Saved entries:
++++++++++++++++++++

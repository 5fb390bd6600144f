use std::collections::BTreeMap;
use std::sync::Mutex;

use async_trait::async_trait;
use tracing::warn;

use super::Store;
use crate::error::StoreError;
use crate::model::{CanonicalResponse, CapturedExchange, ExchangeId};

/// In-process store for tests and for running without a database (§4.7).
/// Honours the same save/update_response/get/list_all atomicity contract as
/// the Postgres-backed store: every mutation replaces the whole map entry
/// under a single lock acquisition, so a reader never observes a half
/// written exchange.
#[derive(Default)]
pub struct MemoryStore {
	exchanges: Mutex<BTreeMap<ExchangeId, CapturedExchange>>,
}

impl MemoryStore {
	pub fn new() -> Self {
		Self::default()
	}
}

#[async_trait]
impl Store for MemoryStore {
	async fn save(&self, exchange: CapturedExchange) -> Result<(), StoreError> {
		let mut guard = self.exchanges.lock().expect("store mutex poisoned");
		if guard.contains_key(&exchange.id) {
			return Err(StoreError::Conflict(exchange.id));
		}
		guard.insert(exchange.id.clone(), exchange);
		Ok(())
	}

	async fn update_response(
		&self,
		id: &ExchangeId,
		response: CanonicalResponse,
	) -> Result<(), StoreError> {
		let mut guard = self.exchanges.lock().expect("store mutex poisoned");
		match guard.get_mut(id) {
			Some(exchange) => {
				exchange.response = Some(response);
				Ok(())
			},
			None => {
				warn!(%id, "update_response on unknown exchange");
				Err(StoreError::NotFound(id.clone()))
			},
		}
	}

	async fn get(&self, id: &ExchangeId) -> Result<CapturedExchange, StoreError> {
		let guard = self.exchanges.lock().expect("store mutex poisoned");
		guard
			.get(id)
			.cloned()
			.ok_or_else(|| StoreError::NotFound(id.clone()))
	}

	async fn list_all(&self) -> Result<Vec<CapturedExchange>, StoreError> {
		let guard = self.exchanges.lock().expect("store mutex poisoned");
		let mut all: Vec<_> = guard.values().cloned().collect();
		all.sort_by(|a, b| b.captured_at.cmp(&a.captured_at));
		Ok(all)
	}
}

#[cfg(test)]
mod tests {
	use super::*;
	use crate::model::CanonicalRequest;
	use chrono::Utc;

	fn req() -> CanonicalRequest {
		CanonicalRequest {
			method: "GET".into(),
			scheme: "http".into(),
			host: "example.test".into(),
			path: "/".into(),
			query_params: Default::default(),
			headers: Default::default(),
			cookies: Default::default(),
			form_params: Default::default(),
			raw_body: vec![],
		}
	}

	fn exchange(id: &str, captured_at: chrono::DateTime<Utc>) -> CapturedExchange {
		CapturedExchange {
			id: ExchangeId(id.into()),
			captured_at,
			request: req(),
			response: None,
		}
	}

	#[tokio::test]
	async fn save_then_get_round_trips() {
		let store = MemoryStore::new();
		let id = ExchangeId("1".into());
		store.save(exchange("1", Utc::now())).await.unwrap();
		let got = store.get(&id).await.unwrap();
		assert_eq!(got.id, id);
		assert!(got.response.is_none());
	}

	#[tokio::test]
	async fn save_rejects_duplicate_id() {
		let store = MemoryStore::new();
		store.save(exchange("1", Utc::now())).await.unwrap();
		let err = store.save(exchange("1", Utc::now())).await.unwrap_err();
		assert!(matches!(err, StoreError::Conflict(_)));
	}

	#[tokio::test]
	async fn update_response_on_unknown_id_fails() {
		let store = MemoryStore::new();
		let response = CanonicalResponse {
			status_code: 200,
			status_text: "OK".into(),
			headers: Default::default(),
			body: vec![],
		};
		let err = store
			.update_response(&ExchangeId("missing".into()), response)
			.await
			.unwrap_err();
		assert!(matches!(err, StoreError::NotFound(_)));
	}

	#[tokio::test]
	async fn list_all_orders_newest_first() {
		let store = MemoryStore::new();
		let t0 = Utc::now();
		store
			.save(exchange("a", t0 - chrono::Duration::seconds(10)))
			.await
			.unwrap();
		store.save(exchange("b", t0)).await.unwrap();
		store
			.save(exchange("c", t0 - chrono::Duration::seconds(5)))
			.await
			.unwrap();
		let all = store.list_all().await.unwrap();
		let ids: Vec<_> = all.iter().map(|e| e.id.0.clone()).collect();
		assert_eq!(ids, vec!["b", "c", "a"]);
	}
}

++++++++++++++++++++

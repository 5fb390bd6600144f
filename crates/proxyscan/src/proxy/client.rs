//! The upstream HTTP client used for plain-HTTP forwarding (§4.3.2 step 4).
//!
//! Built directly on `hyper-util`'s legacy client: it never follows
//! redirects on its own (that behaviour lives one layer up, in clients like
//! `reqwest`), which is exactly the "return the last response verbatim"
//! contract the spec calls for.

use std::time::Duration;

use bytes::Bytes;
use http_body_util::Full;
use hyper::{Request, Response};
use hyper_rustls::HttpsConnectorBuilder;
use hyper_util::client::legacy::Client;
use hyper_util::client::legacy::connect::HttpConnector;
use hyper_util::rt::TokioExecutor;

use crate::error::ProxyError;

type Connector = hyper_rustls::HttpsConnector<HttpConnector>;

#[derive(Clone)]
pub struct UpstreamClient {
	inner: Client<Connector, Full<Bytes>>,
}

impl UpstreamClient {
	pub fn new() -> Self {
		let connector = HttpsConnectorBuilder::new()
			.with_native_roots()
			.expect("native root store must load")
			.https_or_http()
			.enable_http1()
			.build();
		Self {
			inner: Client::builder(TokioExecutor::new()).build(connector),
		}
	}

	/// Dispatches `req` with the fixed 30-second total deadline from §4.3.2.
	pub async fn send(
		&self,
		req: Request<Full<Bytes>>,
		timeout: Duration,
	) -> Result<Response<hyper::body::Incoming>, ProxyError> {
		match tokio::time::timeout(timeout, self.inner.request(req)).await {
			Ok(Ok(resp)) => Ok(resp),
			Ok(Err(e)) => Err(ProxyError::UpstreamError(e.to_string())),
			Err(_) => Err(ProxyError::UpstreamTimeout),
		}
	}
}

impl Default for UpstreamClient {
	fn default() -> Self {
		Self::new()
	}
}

++++++++++++++++++++

_Assignment_. How many lines in the entries contain the string "Some"? Give the number only.

_Your response_. 2